PART II. OTHER INFORMATION

AMERICAN EXPRESS COMPANY

Item 1. Legal Proceedings

The Company and its subsidiaries are involved in a number of legal and
arbitration proceedings concerning matters arising in connection with
the conduct of their respective business activities. The Company
believes it has meritorious defenses to each of these actions and
intends to defend them vigorously. The Company believes that it is not
a party to, nor are any of its properties the subject of, any pending
legal or arbitration proceedings that would have a material adverse
effect on the Company's consolidated financial condition, results of
operation or liquidity. However, it is possible that the outcome of
any such proceedings could have a material impact on results of
operations in any particular reporting period as the proceedings are
resolved. Certain legal proceedings involving the Company are set
forth below. For a discussion of certain other legal proceedings
involving the Company and its subsidiaries, please refer to the
Company's Annual Report on Form 10-K for the year ended December 31,
2002 and the Quarterly Report on Form 10-Q for the quarter ended March
31, 2003.

On August 15, 2000, Roger M. Lindmark ("Lindmark") filed a putative
class action against American Express Company, American Express Travel
Related Services Company, Inc. ("TRS") and American Express Centurion
Bank ("AECB") in the United States District Court for the Central
District of California. The complaint principally alleges that class
members improperly were charged daily compounded interest on revolving
credit cards and that AECB and TRS improperly applied credits for
returned merchandise against balance transfer balances. Lindmark
asserted various claims including violation of the federal Truth in
Lending Act, breach of contract, fraud and unfair and deceptive
practices and violations of the California Consumer Legal Remedies
Act. The action sought statutory and actual damages, restitution and
injunctive relief. Although the Company believed it had meritorious
defenses to this action, in light of the inherent uncertainties and
the burden and expense of lengthy litigation, the Company reached an
agreement to settle the lawsuit. On April 23, 2003 the court approved
the proposed settlement filed by the parties. The settlement provides
for certification of two classes. The first class, defined as the
"finance charge" class, includes all customers who incurred finance
charges between August 1994 and September 2002. The proposed
settlement of the first class consists of a settlement fund in the
amount of $15,950,000 that will be distributed on a pro rata basis to
those class members who are entitled to a refund. The second class,
defined as the "delayed notice" class, includes all customers who did
not receive change in terms notices and who, as a result, incurred
increased charges between September 2001 and September 2002. In April
2003, these class members received a refund of charges affected by the
terms changes that were incurred during the class period. In May 2003,
a group of class members whose objections to the settlement were
overruled by the District Court filed a notice of appeal of the
District Court's final approval order and judgment to the United
States Court of Appeals for the Ninth Circuit. The objectors' opening
brief is presently due to be filed in early September 2003. The
Company has made appropriate reserves for the settlement amounts.
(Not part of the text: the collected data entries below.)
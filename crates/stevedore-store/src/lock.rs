use crate::StoreError;
use fs2::FileExt;
use std::fs::{File, OpenOptions};
use std::path::Path;

/// Advisory cross-process lock over the store directory.
///
/// The daemon takes this once at startup so that two daemon instances never
/// mutate the same store root. Released on drop.
pub struct StoreLock {
    lock_file: File,
}

impl StoreLock {
    pub fn acquire(lock_path: &Path) -> Result<Self, StoreError> {
        let file = Self::open(lock_path)?;
        file.lock_exclusive()
            .map_err(|e| StoreError::LockFailed(e.to_string()))?;
        Ok(Self { lock_file: file })
    }

    pub fn try_acquire(lock_path: &Path) -> Result<Option<Self>, StoreError> {
        let file = Self::open(lock_path)?;
        match file.try_lock_exclusive() {
            Ok(()) => Ok(Some(Self { lock_file: file })),
            Err(_) => Ok(None),
        }
    }

    fn open(lock_path: &Path) -> Result<File, StoreError> {
        if let Some(parent) = lock_path.parent() {
            std::fs::create_dir_all(parent)?;
        }
        Ok(OpenOptions::new()
            .create(true)
            .write(true)
            .truncate(false)
            .open(lock_path)?)
    }
}

impl Drop for StoreLock {
    fn drop(&mut self) {
        let _ = fs2::FileExt::unlock(&self.lock_file);
    }
}

#[cfg(test)]
mod tests {
    use super::*;

    #[test]
    fn lock_acquire_and_release() {
        let dir = tempfile::tempdir().unwrap();
        let lock_path = dir.path().join(".lock");

        {
            let _lock = StoreLock::acquire(&lock_path).unwrap();
            assert!(lock_path.exists());
        }
    }

    #[test]
    fn try_acquire_returns_none_when_held() {
        let dir = tempfile::tempdir().unwrap();
        let lock_path = dir.path().join(".lock");

        let _lock = StoreLock::acquire(&lock_path).unwrap();
        let result = StoreLock::try_acquire(&lock_path).unwrap();
        assert!(result.is_none());
    }

    #[test]
    fn lock_released_on_drop() {
        let dir = tempfile::tempdir().unwrap();
        let lock_path = dir.path().join(".lock");

        {
            let _lock = StoreLock::acquire(&lock_path).unwrap();
        }

        let lock2 = StoreLock::try_acquire(&lock_path).unwrap();
        assert!(lock2.is_some());
    }
}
Beginning in mid-July 2002, 12 putative class action lawsuits were
filed in the United States District Court for the Southern District of
New York. In October 2002, these cases were consolidated under the
caption In Re American Express Company Securities Litigation. These
lawsuits allege violations of the federal securities laws and the
common law in connection with alleged misstatements regarding certain
investments in high-yield bonds and write downs in the 2000-2001 time
frame. The purported class covers the period from July 18, 1999 to
July 17, 2001. The actions seek unspecified compensatory damages as
well as disgorgement, punitive damages, attorneys fees and costs, and
interest. The Company has filed a motion to dismiss the complaint and
is awaiting the court's ruling on such motion.

39


On October 2, 2002, a shareholder derivative suit was filed in the
Supreme Court of New York against certain former and present officers
and directors of the company. The company was also named as a nominal
defendant. The matter is captioned: Lukowski v. Akerson et al. The
complaint alleged that the officers and directors failed to exercise
their duties and obligations in connection with the Company's
investments in high yield bonds and the subsequent write downs in the
2000-2001 time frame. The action sought damages against the officers
and directors of the Company. The action has been voluntarily
withdrawn by the plaintiff without prejudice.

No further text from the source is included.